***** Material for this exercise

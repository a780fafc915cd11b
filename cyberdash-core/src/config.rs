//! Generator configuration

use crate::{CoreError, CoreResult, Timestamp, RISK_CEILING};
use chrono::{TimeZone, Utc};
use serde::{Deserialize, Serialize};

/// Inclusive bounds on the number of alerts generated per agent.
#[derive(Debug, Clone, Copy, PartialEq, Eq, Serialize, Deserialize)]
#[cfg_attr(feature = "openapi", derive(utoipa::ToSchema))]
pub struct AlertRange {
    pub min: u32,
    pub max: u32,
}

impl AlertRange {
    /// Largest number of alerts a single agent may carry.
    pub const MAX_ALERTS: u32 = 1_000;

    pub fn new(min: u32, max: u32) -> CoreResult<Self> {
        let range = Self { min, max };
        range.validate()?;
        Ok(range)
    }

    pub fn validate(&self) -> CoreResult<()> {
        if self.min > self.max {
            return Err(CoreError::invalid_argument(
                "alert_range",
                format!("min ({}) must not exceed max ({})", self.min, self.max),
            ));
        }
        if self.max > Self::MAX_ALERTS {
            return Err(CoreError::invalid_argument(
                "alert_range",
                format!("max ({}) must be at most {}", self.max, Self::MAX_ALERTS),
            ));
        }
        Ok(())
    }
}

impl Default for AlertRange {
    fn default() -> Self {
        Self { min: 0, max: 5 }
    }
}

/// Everything the seeded generator needs to produce a roster.
///
/// Two configs that compare equal always produce identical rosters.
#[derive(Debug, Clone, PartialEq, Eq, Serialize, Deserialize)]
#[cfg_attr(feature = "openapi", derive(utoipa::ToSchema))]
pub struct GeneratorConfig {
    pub count: usize,
    pub seed: i64,
    pub alert_range: AlertRange,
    /// Inclusive lower bound of generated risk
    pub risk_min: u8,
    /// Inclusive upper bound of generated risk
    pub risk_max: u8,
    pub skills_min: usize,
    pub skills_max: usize,
    /// Instant timestamps are offset backwards from
    #[cfg_attr(feature = "openapi", schema(value_type = String, format = "date-time"))]
    pub anchor: Timestamp,
    /// Id assigned to the first generated agent
    pub first_id: u32,
}

impl GeneratorConfig {
    pub const DEFAULT_COUNT: usize = 200;
    pub const DEFAULT_SEED: i64 = 1337;
    pub const DEFAULT_RISK_MIN: u8 = 5;
    pub const DEFAULT_RISK_MAX: u8 = 95;
    pub const DEFAULT_SKILLS_MIN: usize = 3;
    pub const DEFAULT_SKILLS_MAX: usize = 6;
    /// Upper limit on either skill bound. Bounds above the vocabulary size
    /// are accepted and sampled down to it.
    pub const MAX_SKILLS_BOUND: usize = 64;

    /// Fixed default anchor, 2025-01-01T00:00:00Z.
    pub fn default_anchor() -> Timestamp {
        Utc.timestamp_opt(1_735_689_600, 0)
            .single()
            .unwrap_or_default()
    }

    pub fn new(count: usize, seed: i64, alert_range: AlertRange) -> Self {
        Self {
            count,
            seed,
            alert_range,
            ..Self::default()
        }
    }

    pub fn with_anchor(mut self, anchor: Timestamp) -> Self {
        self.anchor = anchor;
        self
    }

    pub fn with_first_id(mut self, first_id: u32) -> Self {
        self.first_id = first_id;
        self
    }

    /// Check every bound before any draws happen.
    pub fn validate(&self) -> CoreResult<()> {
        if self.count == 0 {
            return Err(CoreError::invalid_argument(
                "count",
                "count must be greater than 0",
            ));
        }

        self.alert_range.validate()?;

        if self.risk_max > RISK_CEILING {
            return Err(CoreError::invalid_argument(
                "risk_max",
                format!("risk_max must be at most {}", RISK_CEILING),
            ));
        }
        if self.risk_min > self.risk_max {
            return Err(CoreError::invalid_argument(
                "risk_min",
                format!(
                    "risk_min ({}) must not exceed risk_max ({})",
                    self.risk_min, self.risk_max
                ),
            ));
        }

        if self.skills_max > Self::MAX_SKILLS_BOUND {
            return Err(CoreError::invalid_argument(
                "skills_max",
                format!("skills_max must be at most {}", Self::MAX_SKILLS_BOUND),
            ));
        }
        if self.skills_min > self.skills_max {
            return Err(CoreError::invalid_argument(
                "skills_min",
                format!(
                    "skills_min ({}) must not exceed skills_max ({})",
                    self.skills_min, self.skills_max
                ),
            ));
        }

        if self.first_id == 0 {
            return Err(CoreError::invalid_argument(
                "first_id",
                "ids are 1-based",
            ));
        }

        if u32::try_from(self.count)
            .ok()
            .and_then(|c| self.first_id.checked_add(c - 1))
            .is_none()
        {
            return Err(CoreError::invalid_argument(
                "count",
                "id range overflows u32",
            ));
        }

        Ok(())
    }
}

impl Default for GeneratorConfig {
    fn default() -> Self {
        Self {
            count: Self::DEFAULT_COUNT,
            seed: Self::DEFAULT_SEED,
            alert_range: AlertRange::default(),
            risk_min: Self::DEFAULT_RISK_MIN,
            risk_max: Self::DEFAULT_RISK_MAX,
            skills_min: Self::DEFAULT_SKILLS_MIN,
            skills_max: Self::DEFAULT_SKILLS_MAX,
            anchor: Self::default_anchor(),
            first_id: 1,
        }
    }
}
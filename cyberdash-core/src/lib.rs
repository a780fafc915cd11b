//! CyberDash Core - Roster Types and Query Pipeline
//!
//! Pure data structures and synchronous functions shared by the API server
//! and the client: the seeded agent generator, filter/search, pagination,
//! live-alert drift, and the chat transcript log. No I/O happens here.

use chrono::{DateTime, Utc};

/// Timestamp type using UTC timezone.
pub type Timestamp = DateTime<Utc>;

mod agent;
mod chat;
mod config;
mod drift;
mod enums;
mod error;
mod filter;
mod generator;
mod paginate;
mod rng;

pub use agent::*;
pub use chat::*;
pub use config::*;
pub use drift::*;
pub use enums::*;
pub use error::*;
pub use filter::*;
pub use generator::*;
pub use paginate::*;
pub use rng::*;

// ============================================================================
// TESTS
// ============================================================================


// ============================================================================
// PROPERTY-BASED TESTS
// ============================================================================
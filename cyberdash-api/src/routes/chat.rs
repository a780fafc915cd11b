//! Chat completion route
//!
//! Relays a conversation to the configured chat provider and returns the
//! model's reply. Single attempt, no streaming.

use axum::{extract::State, routing::post, Json, Router};
use cyberdash_core::{ChatReply, ChatRequest};
use cyberdash_llm::ProviderRegistry;
use std::sync::Arc;

use crate::{
    config::GEMINI_API_KEY_VAR,
    error::{ApiError, ApiResult},
    state::AppState,
};

/// POST /api/chat - Complete a conversation
#[cfg_attr(feature = "openapi", utoipa::path(
    post,
    path = "/api/chat",
    tag = "Chat",
    request_body = ChatRequest,
    responses(
        (status = 200, description = "Model reply", body = ChatReply),
        (status = 400, description = "Empty conversation", body = ApiError),
        (status = 500, description = "Chat provider not configured", body = ApiError),
        (status = 502, description = "Upstream provider failed", body = ApiError),
        (status = 504, description = "Upstream provider timed out", body = ApiError),
    ),
))]
pub async fn complete_chat(
    State(providers): State<Arc<ProviderRegistry>>,
    Json(req): Json<ChatRequest>,
) -> ApiResult<Json<ChatReply>> {
    let provider = providers
        .chat()
        .map_err(|_| ApiError::not_configured(format!("Missing {}", GEMINI_API_KEY_VAR)))?;

    if req.messages.is_empty() {
        return Err(ApiError::invalid_input("messages must not be empty"));
    }

    tracing::debug!(
        turns = req.messages.len(),
        model = provider.model_id(),
        "Relaying chat request"
    );
    let content = provider.complete(&req.messages).await?;
    Ok(Json(ChatReply::model(content)))
}

/// Create the chat router.
pub fn create_router() -> Router<AppState> {
    Router::new().route("/", post(complete_chat))
}
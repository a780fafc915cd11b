use cyberdash_core::{filter_refs, generate, paginate, AgentQuery, AlertRange};
use criterion::{criterion_group, criterion_main, Criterion};
use std::hint::black_box;

fn bench_generate(c: &mut Criterion) {
    c.bench_function("roster/generate_200", |b| {
        b.iter(|| {
            let agents = generate(black_box(200), black_box(1337), AlertRange::default())
                .expect("generate roster");
            black_box(agents.len());
        });
    });
}

fn bench_query(c: &mut Criterion) {
    let agents = generate(2_000, 1337, AlertRange::default()).expect("generate roster");
    let query = AgentQuery::text("hunt").with_scope("international");

    c.bench_function("roster/filter_paginate", |b| {
        b.iter(|| {
            let matches = filter_refs(black_box(&agents), black_box(&query));
            let page = paginate(&matches, 24, 1).expect("first page");
            black_box(page.items.len());
        });
    });
}

criterion_group!(benches, bench_generate, bench_query);
criterion_main!(benches);
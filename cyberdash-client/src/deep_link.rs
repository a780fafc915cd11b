//! Shell bridge: deep links, app metadata and diagnostics.
//!
//! Deep links (`cyberdash://...`) can arrive before the command loop is ready
//! to run them. They wait in a [`DeepLinkQueue`] and are handed over exactly
//! once when the consumer signals readiness.

use reqwest::Url;
use std::collections::VecDeque;
use std::fmt::Write as _;

use crate::commands::Command;
use crate::config::ClientConfig;

pub const SCHEME: &str = "cyberdash";

// ============================================================================
// DEEP LINK QUEUE
// ============================================================================

#[derive(Debug, Default)]
pub struct DeepLinkQueue {
    pending: VecDeque<String>,
    ready: bool,
}

impl DeepLinkQueue {
    pub fn new() -> Self {
        Self::default()
    }

    /// Queue a link, or hand it straight back once the consumer is ready.
    pub fn push(&mut self, url: impl Into<String>) -> Option<String> {
        let url = url.into();
        if self.ready {
            return Some(url);
        }
        tracing::debug!(url = %url, "Deep link queued");
        self.pending.push_back(url);
        None
    }

    /// Mark the consumer ready and drain everything queued so far.
    /// Later calls return nothing.
    pub fn mark_ready(&mut self) -> Vec<String> {
        self.ready = true;
        self.pending.drain(..).collect()
    }

    pub fn is_ready(&self) -> bool {
        self.ready
    }

    pub fn pending(&self) -> usize {
        self.pending.len()
    }
}

/// Translate a deep link into a command.
///
/// Links map straight to a [`Command`] and never pass through the line
/// parser, so a chat link can only ever send chat.
///
/// - `cyberdash://agents?q=G1` → `Agents(Some("G1"))`
/// - `cyberdash://chat?text=hi` → `Chat("hi")`
pub fn to_command(link: &str) -> Option<Command> {
    let url = Url::parse(link).ok()?;
    if url.scheme() != SCHEME {
        return None;
    }
    let param = |name: &str| {
        url.query_pairs()
            .find(|(key, _)| key == name)
            .map(|(_, value)| value.trim().to_string())
            .filter(|value| !value.is_empty())
    };
    match url.host_str()? {
        "agents" => Some(Command::Agents(param("q"))),
        "chat" => param("text").map(Command::Chat),
        _ => None,
    }
}

// ============================================================================
// APP METADATA
// ============================================================================

#[derive(Debug, Clone, PartialEq, Eq)]
pub struct AppMetadata {
    pub name: &'static str,
    pub version: &'static str,
    pub os: &'static str,
    pub arch: &'static str,
}

impl AppMetadata {
    pub fn current() -> Self {
        Self {
            name: env!("CARGO_PKG_NAME"),
            version: env!("CARGO_PKG_VERSION"),
            os: std::env::consts::OS,
            arch: std::env::consts::ARCH,
        }
    }
}

/// Plain-text report for bug reports.
pub fn diagnostics(meta: &AppMetadata, config: &ClientConfig, transcript_len: usize) -> String {
    let mut out = String::new();
    let _ = writeln!(out, "{} {}", meta.name, meta.version);
    let _ = writeln!(out, "platform: {}/{}", meta.os, meta.arch);
    let _ = writeln!(out, "api: {}", config.base_url());
    let _ = writeln!(out, "timeout_ms: {}", config.request_timeout_ms);
    let _ = writeln!(out, "store: {}", config.store_path.display());
    let _ = writeln!(out, "messages: {}", transcript_len);
    out
}

#[cfg(test)]
mod tests {
    use super::*;

    #[test]
    fn test_links_wait_until_ready() {
        let mut queue = DeepLinkQueue::new();
        assert_eq!(queue.push("cyberdash://agents?q=G1"), None);
        assert_eq!(queue.push("cyberdash://chat?text=hi"), None);
        assert_eq!(queue.pending(), 2);

        let drained = queue.mark_ready();
        assert_eq!(drained.len(), 2);
        assert_eq!(drained[0], "cyberdash://agents?q=G1");
        assert!(queue.mark_ready().is_empty());

        assert_eq!(
            queue.push("cyberdash://agents").as_deref(),
            Some("cyberdash://agents")
        );
        assert_eq!(queue.pending(), 0);
    }

    #[test]
    fn test_to_command() {
        assert_eq!(
            to_command("cyberdash://agents?q=G1"),
            Some(Command::Agents(Some("G1".to_string())))
        );
        assert_eq!(
            to_command("cyberdash://agents?q=Red%20Team"),
            Some(Command::Agents(Some("Red Team".to_string())))
        );
        assert_eq!(to_command("cyberdash://agents"), Some(Command::Agents(None)));
        assert_eq!(
            to_command("cyberdash://chat?text=hello"),
            Some(Command::Chat("hello".to_string()))
        );
        assert_eq!(to_command("cyberdash://chat"), None);
        assert_eq!(to_command("cyberdash://chat?text=%20%20"), None);
        assert_eq!(to_command("https://agents?q=G1"), None);
        assert_eq!(to_command("not a url"), None);
        assert_eq!(to_command("cyberdash://unknown"), None);
    }

    #[test]
    fn test_chat_link_never_runs_commands() {
        for text in ["/reset", "/export%20/tmp/out", "/quit", "%2Fscale%200"] {
            let link = format!("cyberdash://chat?text={}", text);
            match to_command(&link) {
                Some(Command::Chat(body)) => assert!(body.starts_with('/')),
                other => panic!("{} became {:?}", link, other),
            }
        }
    }

    #[test]
    fn test_agents_link_query_is_not_parsed() {
        assert_eq!(
            to_command("cyberdash://agents?q=/reset"),
            Some(Command::Agents(Some("/reset".to_string())))
        );
    }

    #[test]
    fn test_diagnostics_mentions_version_and_api() {
        let config = ClientConfig::from_toml(
            r#"
api_base_url = "http://localhost:3000"
request_timeout_ms = 1000
store_path = "store.json"
export_dir = "exports"
page_size = 10
"#,
        )
        .unwrap();
        let text = diagnostics(&AppMetadata::current(), &config, 3);
        assert!(text.starts_with("cyberdash-client "));
        assert!(text.contains("api: http://localhost:3000"));
        assert!(text.contains("messages: 3"));
    }
}
//! Application state and command execution.

use chrono::Utc;
use cyberdash_api::AgentListing;
use cyberdash_core::{Agent, RiskBand};
use std::fmt::Write as _;
use std::sync::Arc;
use tracing::warn;

use crate::api_client::{AgentFilter, RestClient};
use crate::commands::{Command, HELP};
use crate::config::ClientConfig;
use crate::deep_link::{diagnostics, AppMetadata};
use crate::settings::{self, Settings, LAST_QUERY, PAGE_SIZE};
use crate::store::KeyValueStore;
use crate::transcript::Transcript;

/// What the loop should do after a command.
#[derive(Debug, Clone, PartialEq, Eq)]
pub enum Outcome {
    Print(String),
    Quit,
}

pub struct App {
    pub config: ClientConfig,
    pub transcript: Transcript,
    pub settings: Settings,
    api: RestClient,
    store: Arc<dyn KeyValueStore>,
    filter: AgentFilter,
    page_size: usize,
}

impl App {
    pub fn new(config: ClientConfig, api: RestClient, store: Arc<dyn KeyValueStore>) -> Self {
        let transcript = Transcript::open(store.clone(), Arc::new(api.clone()));
        let settings = Settings::load(store.as_ref());
        let page_size = settings
            .get::<usize>(PAGE_SIZE)
            .filter(|n| *n > 0)
            .unwrap_or(config.page_size);
        let filter = AgentFilter::text(settings.get::<String>(LAST_QUERY).unwrap_or_default());
        Self {
            config,
            transcript,
            settings,
            api,
            store,
            filter,
            page_size,
        }
    }

    pub fn api(&self) -> &RestClient {
        &self.api
    }

    /// Run one command. Failures are reported as output, never returned.
    pub async fn execute(&mut self, command: Command) -> Outcome {
        let output = match command {
            Command::Agents(query) => {
                self.filter = AgentFilter::text(query.unwrap_or_default());
                self.remember_query();
                self.show_page(1).await
            }
            Command::Page(page) => self.show_page(page).await,
            Command::Add(n) => match self.api.add_agents(n).await {
                Ok(change) => format!(
                    "Added {} agents ({} total)",
                    change.added.unwrap_or(0),
                    change.total
                ),
                Err(err) => format!("Error: {}", err),
            },
            Command::Scale(n) => match self.api.scale_agents(n).await {
                Ok(change) => format!("Roster scaled to {} agents", change.total),
                Err(err) => format!("Error: {}", err),
            },
            Command::Reset => match self.api.reset_agents().await {
                Ok(_) => "Roster emptied".to_string(),
                Err(err) => format!("Error: {}", err),
            },
            Command::Copy => self
                .transcript
                .copy_last()
                .unwrap_or_else(|| "Nothing to copy".to_string()),
            Command::Export(dir) => {
                let dir = dir.unwrap_or_else(|| self.config.export_dir.clone());
                match self.transcript.export_to(&dir, Utc::now()) {
                    Ok(path) => format!("Exported to {}", path.display()),
                    Err(err) => format!("Error: {}", err),
                }
            }
            Command::Clear => {
                self.transcript.clear();
                "Transcript cleared".to_string()
            }
            Command::Analytics(enabled) => {
                self.transcript.set_analytics(enabled);
                if let Err(err) = settings::set_analytics_enabled(self.store.as_ref(), enabled) {
                    warn!(error = %err, "Failed to persist analytics flag");
                }
                format!("Analytics {}", if enabled { "on" } else { "off" })
            }
            Command::Diagnostics => {
                diagnostics(&AppMetadata::current(), &self.config, self.transcript.len())
            }
            Command::Help => HELP.to_string(),
            Command::Quit => return Outcome::Quit,
            Command::Chat(text) => match self.transcript.send(&text).await {
                Some(message) => message.text,
                None => String::new(),
            },
        };
        Outcome::Print(output)
    }

    async fn show_page(&mut self, page: usize) -> String {
        let filter = self.filter.clone().with_page(page, self.page_size);
        match self.api.list_agents(&filter).await {
            Ok(listing) => format_listing(&listing),
            Err(err) => format!("Error: {}", err),
        }
    }

    fn remember_query(&mut self) {
        let query = self.filter.q.clone().unwrap_or_default();
        let result = self
            .settings
            .set(LAST_QUERY, &query)
            .and_then(|()| self.settings.set(PAGE_SIZE, &self.page_size))
            .and_then(|()| self.settings.save(self.store.as_ref()));
        if let Err(err) = result {
            warn!(error = %err, "Failed to persist settings");
        }
    }
}

pub fn format_agent(agent: &Agent) -> String {
    format!(
        "{:>4}  {}  {:<12} {:<9} {}  {}  risk {:>3} ({})  alerts {}",
        agent.id,
        agent.name,
        agent.team.as_str(),
        agent.role.as_str(),
        agent.group.as_str(),
        agent.location,
        agent.risk,
        RiskBand::from_risk(agent.risk).as_str(),
        agent.alerts24h.len()
    )
}

pub fn format_listing(listing: &AgentListing) -> String {
    let mut out = String::new();
    for agent in &listing.items {
        let _ = writeln!(out, "{}", format_agent(agent));
    }
    let _ = write!(
        out,
        "page {}/{}  {} matching of {}",
        listing.page, listing.total_pages, listing.filtered, listing.total
    );
    out
}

**********

→ **Try it**
What lines above contain the word "number"? Return each such line.

→ **Your response**
/// Inclusive bounds on the number of alerts generated per agent.
    /// Largest number of alerts a single agent may carry.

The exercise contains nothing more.